By 7 a.m., Boston had totaled 10.2 inches from this storm, though that has undoubtedly climbed since heavy snow continued for a few hours beyond that. With over 50 inches of snow so far — and just halfway through the month — February 2015 is now the snowiest on record for Boston, beating out January 2005 when 43.3 inches of snow fell.

This weekend’s snow also makes it the third snowiest season on record for Boston, with 89.7 inches so far. With a total of 107.6 inches, 1995-1996 has long held the title of snowiest season on record, but this winter is inching closer every day. After this storm, Boston will likely need just another 10 or 12 inches of snow to break the record.
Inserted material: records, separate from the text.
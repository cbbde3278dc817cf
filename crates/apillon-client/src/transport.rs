//! Single-shot HTTP transport

use crate::{routes::parse_endpoint, ClientError, Config, Credential, Result, Route};
use async_trait::async_trait;
use bytes::Bytes;
use reqwest::{
    header::{self, HeaderValue},
    Client, Method,
};
use serde::Serialize;
use std::collections::HashMap;
use std::time::Duration;
use tracing::debug;
use url::Url;

/// One API call, built fresh per request
#[derive(Clone, Debug)]
pub struct RequestSpec {
    pub method: Method,
    pub route: Route,
    pub query: HashMap<String, String>,
    pub body: Option<Bytes>,
    pub timeout: Duration,
}

impl RequestSpec {
    pub fn new(method: Method, route: Route, timeout: Duration) -> Self {
        Self {
            method,
            route,
            query: HashMap::new(),
            body: None,
            timeout,
        }
    }

    /// Add a query parameter, replacing any previous value for `key`
    pub fn with_query(mut self, key: impl Into<String>, value: impl Into<String>) -> Self {
        self.query.insert(key.into(), value.into());
        self
    }

    /// Add every parameter from `params`
    pub fn with_params<I, K, V>(mut self, params: I) -> Self
    where
        I: IntoIterator<Item = (K, V)>,
        K: Into<String>,
        V: Into<String>,
    {
        self.query
            .extend(params.into_iter().map(|(k, v)| (k.into(), v.into())));
        self
    }

    /// Serialize `body` as the JSON payload
    pub fn with_json<T: Serialize + ?Sized>(mut self, body: &T) -> Result<Self> {
        self.body = Some(Bytes::from(serde_json::to_vec(body)?));
        Ok(self)
    }

    /// Write operations carry a JSON content type
    pub fn is_write(&self) -> bool {
        matches!(self.method, Method::POST | Method::PUT | Method::PATCH)
    }
}

/// Executes exactly one network call per invocation.
#[async_trait]
pub trait Transport: Send + Sync {
    /// Authenticated API call; returns the raw body of a successful response
    async fn send(&self, request: &RequestSpec) -> Result<Bytes>;

    /// Unauthenticated raw PUT to a pre-signed storage URL
    async fn put_signed(&self, url: &str, content: Bytes) -> Result<()>;
}

#[async_trait]
impl<T: Transport + ?Sized> Transport for std::sync::Arc<T> {
    async fn send(&self, request: &RequestSpec) -> Result<Bytes> {
        (**self).send(request).await
    }

    async fn put_signed(&self, url: &str, content: Bytes) -> Result<()> {
        (**self).put_signed(url, content).await
    }
}

/// Classify a completed response.
///
/// Status below 400 is success with the raw body. Anything else is an
/// [`ClientError::Api`] when the body is a `{status, message}` envelope and an
/// [`ClientError::UnexpectedStatus`] otherwise.
pub fn classify_response(status: u16, body: Bytes) -> Result<Bytes> {
    if status < 400 {
        Ok(body)
    } else {
        Err(ClientError::from_error_body(status, &body))
    }
}

/// reqwest-backed transport
#[derive(Clone, Debug)]
pub struct HttpTransport {
    http: Client,
    base_url: Url,
    authorization: HeaderValue,
    upload_timeout: Option<Duration>,
}

impl HttpTransport {
    /// Build from configuration; bad endpoint or missing credential fail here
    pub fn new(config: &Config) -> Result<Self> {
        Self::build(config, config.resolve_credential())
    }

    fn build(config: &Config, credential: Option<Credential>) -> Result<Self> {
        let base_url = parse_endpoint(&config.endpoint)?;
        let credential = credential.ok_or_else(|| {
            ClientError::Config(format!(
                "no API credential configured; set one explicitly or via {}",
                crate::config::API_KEY_ENV
            ))
        })?;

        let mut authorization = HeaderValue::from_str(&format!("Basic {}", credential.expose()))
            .map_err(|_| {
                ClientError::Config("API credential is not a valid header value".to_string())
            })?;
        authorization.set_sensitive(true);

        let mut headers = header::HeaderMap::new();
        headers.insert(
            header::USER_AGENT,
            config
                .user_agent
                .parse()
                .map_err(|_| ClientError::Config("invalid user agent".to_string()))?,
        );

        let http = Client::builder()
            .default_headers(headers)
            .connect_timeout(config.connect_timeout)
            .build()
            .map_err(ClientError::Http)?;

        Ok(Self {
            http,
            base_url,
            authorization,
            upload_timeout: config.upload_timeout,
        })
    }

    /// API origin requests are resolved against
    pub fn base_url(&self) -> &Url {
        &self.base_url
    }
}

#[async_trait]
impl Transport for HttpTransport {
    async fn send(&self, request: &RequestSpec) -> Result<Bytes> {
        let url = request.route.url(&self.base_url)?;

        let mut req = self
            .http
            .request(request.method.clone(), url)
            .timeout(request.timeout)
            .header(header::AUTHORIZATION, self.authorization.clone());

        if !request.query.is_empty() {
            req = req.query(&request.query);
        }

        if request.is_write() {
            req = req.header(header::CONTENT_TYPE, "application/json");
        }

        if let Some(body) = &request.body {
            req = req.body(body.clone());
        }

        debug!(method = %request.method, path = %request.route.path(), "Sending request");
        let response = req.send().await?;

        let status = response.status().as_u16();
        let body = response.bytes().await?;
        classify_response(status, body)
    }

    async fn put_signed(&self, url: &str, content: Bytes) -> Result<()> {
        if url.is_empty() {
            return Err(ClientError::InvalidInput(
                "signed URL cannot be empty".to_string(),
            ));
        }
        if content.is_empty() {
            return Err(ClientError::InvalidInput(
                "file content cannot be empty".to_string(),
            ));
        }
        let url = Url::parse(url)
            .map_err(|e| ClientError::Protocol(format!("invalid signed URL: {}", e)))?;

        let size = content.len();
        let mut req = self.http.put(url).body(content);
        if let Some(timeout) = self.upload_timeout {
            req = req.timeout(timeout);
        }

        debug!(size, "Uploading to signed URL");
        let response = req.send().await?;

        let status = response.status();
        if !status.is_success() {
            let body = response.text().await.unwrap_or_default();
            return Err(ClientError::SignedUrlRejected {
                status: status.as_u16(),
                body,
            });
        }

        Ok(())
    }
}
Blue Hill Observatory, south of Boston, has measured a new all-time snow depth record during this storm:

Conditions deteriorated rapidly around 5 a.m. in Boston when heavy snow moved in, and in combination with wind gusts over 20 mph, visibility dropped to less than ¼ mile. Periodic whiteout conditions continued through the late morning.

Though the snow seems to have peaked in intensity in the hours after sunrise, wind gusts continue to climb. A 62 mph wind gust was recorded on Nantucket Island around 9:30 a.m., with sustained winds of 46 mph.

Peak wind gusts through 10:15 a.m.
62 mph on Nantucket
57 mph in Marstons Mills, Mass.
54 mph in Rockport, Mass.
55 mph near Hyannis, Mass.
51 mph in East Falmouth, Mass.

Strong winds have contributed to lofty snowdrifts, which have piled up to six feet in some places.

The storm was so strong along the coast on Sunday morning that it began to thunder — an indication of a very intense snow event. A seemingly frozen Jim Cantore, who had already been out for hours in the frozen New England tundra, rejoiced when the first clap of thundersnow rang out.

Power outages remain a concern given the Arctic blast that this storm will usher in from the north. Monday morning wind chills will be more than 20 degrees below zero in New England. Highs on Monday may not climb past 10 degrees in eastern Massachusetts — according to the National Weather Service in Boston, this hasn’t happened in the region since the Arctic outbreak in January 2004.